══ Data for review ══

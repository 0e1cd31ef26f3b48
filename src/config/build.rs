//! `[build]` section configuration.
//!
//! Source and output locations plus the external tools the build drives.

use super::defaults;
use educe::Educe;
use serde::{Deserialize, Serialize};
use std::path::PathBuf;

/// `[build]` section in treebuild.toml.
///
/// # Example
/// ```toml
/// [build]
/// source = "src"       # Source tree
/// output = "build"     # Object tree mirrors the source tree here
///
/// [build.compiler]
/// command = ["cc"]
/// flags = ["-Wall", "-O2"]
///
/// [build.linker]
/// enable = true
/// flags = ["-lm"]
/// ```
#[derive(Debug, Clone, Educe, Serialize, Deserialize)]
#[educe(Default)]
#[serde(default, deny_unknown_fields)]
pub struct BuildConfig {
    /// Project root directory (usually set via CLI `--root`).
    #[serde(default = "defaults::build::root")]
    #[educe(Default = defaults::build::root())]
    pub root: Option<PathBuf>,

    /// Source tree to compile.
    #[serde(default = "defaults::build::source")]
    #[educe(Default = defaults::build::source())]
    pub source: PathBuf,

    /// Build root; receives one object file per source file.
    #[serde(default = "defaults::build::output")]
    #[educe(Default = defaults::build::output())]
    pub output: PathBuf,

    /// Link output, relative to `output`.
    #[serde(default = "defaults::build::target")]
    #[educe(Default = defaults::build::target())]
    pub target: PathBuf,

    /// Remove the build root before building.
    #[serde(default = "defaults::r#false")]
    #[educe(Default = false)]
    pub clean: bool,

    #[serde(default)]
    pub compiler: CompilerConfig,

    #[serde(default)]
    pub linker: LinkerConfig,
}

// ============================================================================
// Sub-configurations
// ============================================================================

/// `[build.compiler]` section
#[derive(Debug, Clone, Educe, Serialize, Deserialize)]
#[educe(Default)]
#[serde(deny_unknown_fields)]
pub struct CompilerConfig {
    /// Compiler command and leading arguments
    #[serde(default = "defaults::build::compiler::command")]
    #[educe(Default = defaults::build::compiler::command())]
    pub command: Vec<String>,

    /// Extra flags passed before `-c`
    #[serde(default)]
    pub flags: Vec<String>,
}

/// `[build.linker]` section
///
/// Linking is off unless enabled here or with `build --link`.
#[derive(Debug, Clone, Educe, Serialize, Deserialize)]
#[educe(Default)]
#[serde(deny_unknown_fields)]
pub struct LinkerConfig {
    #[serde(default = "defaults::r#false")]
    #[educe(Default = false)]
    pub enable: bool,

    /// Linker command and leading arguments
    #[serde(default = "defaults::build::linker::command")]
    #[educe(Default = defaults::build::linker::command())]
    pub command: Vec<String>,

    /// Extra flags placed after the object files
    #[serde(default)]
    pub flags: Vec<String>,
}

// ============================================================================
// Tests
// ============================================================================

#[cfg(test)]
mod tests {
    use super::super::ProjectConfig;
    use super::*;

    #[test]
    fn test_build_config_defaults() {
        let config: ProjectConfig = toml::from_str("").unwrap();

        assert_eq!(config.build.source, PathBuf::from("src"));
        assert_eq!(config.build.output, PathBuf::from("build"));
        assert_eq!(config.build.target, PathBuf::from("a.out"));
        assert!(!config.build.clean);
        assert_eq!(config.build.compiler.command, vec!["cc"]);
        assert!(config.build.compiler.flags.is_empty());
        assert!(!config.build.linker.enable);
    }

    #[test]
    fn test_compiler_config() {
        let config = r#"
            [build.compiler]
            command = ["ccache", "clang"]
            flags = ["-Wall", "-O2"]
        "#;
        let config: ProjectConfig = toml::from_str(config).unwrap();

        assert_eq!(config.build.compiler.command, vec!["ccache", "clang"]);
        assert_eq!(config.build.compiler.flags, vec!["-Wall", "-O2"]);
    }

    #[test]
    fn test_linker_config_partial() {
        let config = r#"
            [build.linker]
            enable = true
            flags = ["-lm"]
        "#;
        let config: ProjectConfig = toml::from_str(config).unwrap();

        assert!(config.build.linker.enable);
        assert_eq!(config.build.linker.command, vec!["cc"]);
        assert_eq!(config.build.linker.flags, vec!["-lm"]);
    }

    #[test]
    fn test_unknown_build_field_rejected() {
        let config = r#"
            [build]
            sources = "src"
        "#;
        assert!(toml::from_str::<ProjectConfig>(config).is_err());

        let config = r#"
            [build.compiler]
            cflags = ["-O2"]
        "#;
        assert!(toml::from_str::<ProjectConfig>(config).is_err());
    }
}
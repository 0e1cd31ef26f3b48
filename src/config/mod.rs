//! Project configuration management for `treebuild.toml`.
//!
//! A missing file is not an error; every field has a default.
//!
//! # Example
//!
//! ```toml
//! [build]
//! source = "src"
//! output = "build"
//! target = "app"
//!
//! [build.compiler]
//! command = ["cc"]
//! flags = ["-Wall"]
//!
//! [build.linker]
//! enable = true
//! ```

mod build;
pub mod defaults;
mod error;

pub use error::ConfigError;

use build::BuildConfig;

use crate::cli::{Cli, Commands};
use anyhow::{Context, Result, bail};
use educe::Educe;
use serde::{Deserialize, Serialize};
use std::{
    fs,
    path::{Path, PathBuf},
};

/// Root configuration structure representing treebuild.toml
#[derive(Debug, Clone, Educe, Serialize, Deserialize)]
#[educe(Default)]
#[serde(deny_unknown_fields)]
pub struct ProjectConfig {
    /// Absolute path to the config file (set after loading)
    #[serde(skip)]
    pub config_path: PathBuf,

    /// Build settings
    #[serde(default)]
    pub build: BuildConfig,
}

impl ProjectConfig {
    /// Parse configuration from TOML string
    pub fn from_str(content: &str) -> Result<Self> {
        let config: ProjectConfig = toml::from_str(content).map_err(ConfigError::from)?;
        Ok(config)
    }

    /// Load configuration from file path
    pub fn from_path(path: &Path) -> Result<Self> {
        let content =
            fs::read_to_string(path).map_err(|err| ConfigError::Io(path.to_path_buf(), err))?;
        Self::from_str(&content)
    }

    /// Get the root directory path
    pub fn get_root(&self) -> &Path {
        self.build.root.as_deref().unwrap_or(Path::new("./"))
    }

    /// Set the root directory path
    pub fn set_root(&mut self, path: &Path) {
        self.build.root = Some(path.to_path_buf())
    }

    /// Final link output path.
    pub fn target_path(&self) -> PathBuf {
        self.build.output.join(&self.build.target)
    }

    /// Whether the link step runs after compiling.
    pub const fn link_enabled(&self) -> bool {
        self.build.linker.enable
    }

    /// Update configuration with CLI arguments
    pub fn update_with_cli(&mut self, cli: &Cli) {
        let root = cli
            .root
            .clone()
            .unwrap_or_else(|| self.get_root().to_owned());

        Self::update_option(&mut self.build.source, cli.source.as_ref());
        Self::update_option(&mut self.build.output, cli.output.as_ref());

        if let Commands::Build { clean, link } = &cli.command {
            self.build.clean |= *clean;
            Self::update_option(&mut self.build.linker.enable, link.as_ref());
        }

        self.update_path_with_root(&root, &cli.config);
    }

    /// Update config option if CLI value is provided
    fn update_option<T: Clone>(config_option: &mut T, cli_option: Option<&T>) {
        if let Some(option) = cli_option {
            *config_option = option.clone();
        }
    }

    /// Resolve every path against `root` and make it absolute
    fn update_path_with_root(&mut self, root: &Path, config: &Path) {
        let root = Self::normalize_path(&expand_tilde(root));
        self.set_root(&root);

        self.config_path = Self::normalize_path(&root.join(config));
        self.build.source = Self::normalize_path(&root.join(expand_tilde(&self.build.source)));
        self.build.output = Self::normalize_path(&root.join(expand_tilde(&self.build.output)));
    }

    /// Normalize a path to absolute, using canonicalize if the path exists
    fn normalize_path(path: &Path) -> PathBuf {
        path.canonicalize().unwrap_or_else(|_| {
            // For non-existent paths, manually make them absolute
            if path.is_absolute() {
                path.to_path_buf()
            } else {
                std::env::current_dir()
                    .map(|cwd| cwd.join(path))
                    .unwrap_or_else(|_| path.to_path_buf())
            }
        })
    }

    /// Validate configuration before building
    pub fn validate(&self) -> Result<()> {
        let source = &self.build.source;
        if !source.exists() {
            bail!(ConfigError::Validation(format!(
                "[build.source] `{}` not found",
                source.display()
            )));
        }
        if !source.is_dir() {
            bail!(ConfigError::Validation(format!(
                "[build.source] `{}` is not a directory",
                source.display()
            )));
        }

        if self.build.output.starts_with(source) {
            bail!(ConfigError::Validation(
                "[build.output] must not be inside [build.source]".into()
            ));
        }
        if source.starts_with(&self.build.output) {
            bail!(ConfigError::Validation(format!(
                "[build.output] `{}` must not contain [build.source]",
                self.build.output.display()
            )));
        }

        Self::check_command_installed("[build.compiler.command]", &self.build.compiler.command)?;

        if self.link_enabled() {
            Self::check_command_installed("[build.linker.command]", &self.build.linker.command)?;

            if self.build.target.as_os_str().is_empty() {
                bail!(ConfigError::Validation(
                    "[build.target] must not be empty when linking".into()
                ));
            }
        }

        Ok(())
    }

    /// Check if a command is installed and available
    fn check_command_installed(field: &str, command: &[String]) -> Result<()> {
        let Some(cmd) = command.first() else {
            bail!(ConfigError::Validation(format!(
                "{field} must have at least one element"
            )));
        };

        which::which(cmd)
            .with_context(|| format!("`{cmd}` not found. Please install it first."))?;

        Ok(())
    }
}

/// Expand a leading `~` to the home directory.
fn expand_tilde(path: &Path) -> PathBuf {
    match path.to_str() {
        Some(s) => PathBuf::from(shellexpand::tilde(s).into_owned()),
        None => path.to_path_buf(),
    }
}

// ============================================================================
// Tests
// ============================================================================
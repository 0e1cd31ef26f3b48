//! Directory enumeration.
//!
//! [`read_entries`] lists one directory level and is what the build pipeline
//! recurses with. [`source_files`] walks a whole tree lazily, depth first,
//! for counting and listing.

use crate::error::BuildError;
use crate::utils::path::{MAX_PATH_LEN, join_paths};
use std::{
    ffi::OsStr,
    fs,
    path::{Path, PathBuf},
};
use walkdir::WalkDir;

/// Entries whose name starts with this are never walked or compiled.
pub const HIDDEN_MARKER: u8 = b'.';

/// One direct child of a directory.
#[derive(Debug, Clone, PartialEq, Eq)]
pub struct DirectoryEntry {
    pub name: String,
    pub full_path: String,
    pub is_directory: bool,
}

/// Checked on the raw name, so hidden entries are skipped even when their
/// names are not valid UTF-8.
#[inline]
pub fn is_hidden(name: &OsStr) -> bool {
    name.as_encoded_bytes().first() == Some(&HIDDEN_MARKER)
}

/// List the non-hidden direct children of `dir`.
///
/// Order is whatever the file system yields. `is_directory` comes from a
/// `stat` of the entry (symlinks followed), so a broken link counts as a file.
///
/// # Errors
/// - [`BuildError::DirectoryNotFound`] if `dir` cannot be opened as a directory
/// - [`BuildError::PathTooLong`] if an entry's full path exceeds [`MAX_PATH_LEN`]
/// - [`BuildError::InvalidPath`] for names that are not valid UTF-8
pub fn read_entries(dir: &str) -> Result<Vec<DirectoryEntry>, BuildError> {
    let read_dir = fs::read_dir(dir).map_err(|source| BuildError::DirectoryNotFound {
        path: dir.to_owned(),
        source,
    })?;

    let mut entries = Vec::new();
    for entry in read_dir {
        let entry = entry.map_err(|source| BuildError::Io {
            path: dir.to_owned(),
            source,
        })?;

        let name = entry.file_name();
        if is_hidden(&name) {
            continue;
        }
        let name = name.into_string().map_err(|name| {
            BuildError::InvalidPath(Path::new(dir).join(name).display().to_string())
        })?;

        let full_path = join_paths(&[dir, name.as_str()]);
        if full_path.len() > MAX_PATH_LEN {
            return Err(BuildError::PathTooLong(full_path));
        }

        let is_directory = Path::new(&full_path).is_dir();
        entries.push(DirectoryEntry {
            name,
            full_path,
            is_directory,
        });
    }

    Ok(entries)
}

/// Lazily yield every non-hidden file below `root`, depth first.
///
/// Hidden directories are pruned, not just filtered. Unreadable entries are
/// skipped.
pub fn source_files(root: &Path) -> impl Iterator<Item = PathBuf> {
    WalkDir::new(root)
        .follow_links(true)
        .into_iter()
        .filter_entry(|e| {
            e.depth() == 0 || !is_hidden(e.file_name())
        })
        .filter_map(|e| e.ok())
        .filter(|e| e.file_type().is_file())
        .map(|e| e.into_path())
}

// ============================================================================
// Tests
// ============================================================================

═══

Task requirements:
Copy out every line from the material above where the string "Wall" turns up.

Response:
/// flags = ["-Wall", "-O2"]
            flags = ["-Wall", "-O2"]
        assert_eq!(config.build.compiler.flags, vec!["-Wall", "-O2"]);
//! flags = ["-Wall"]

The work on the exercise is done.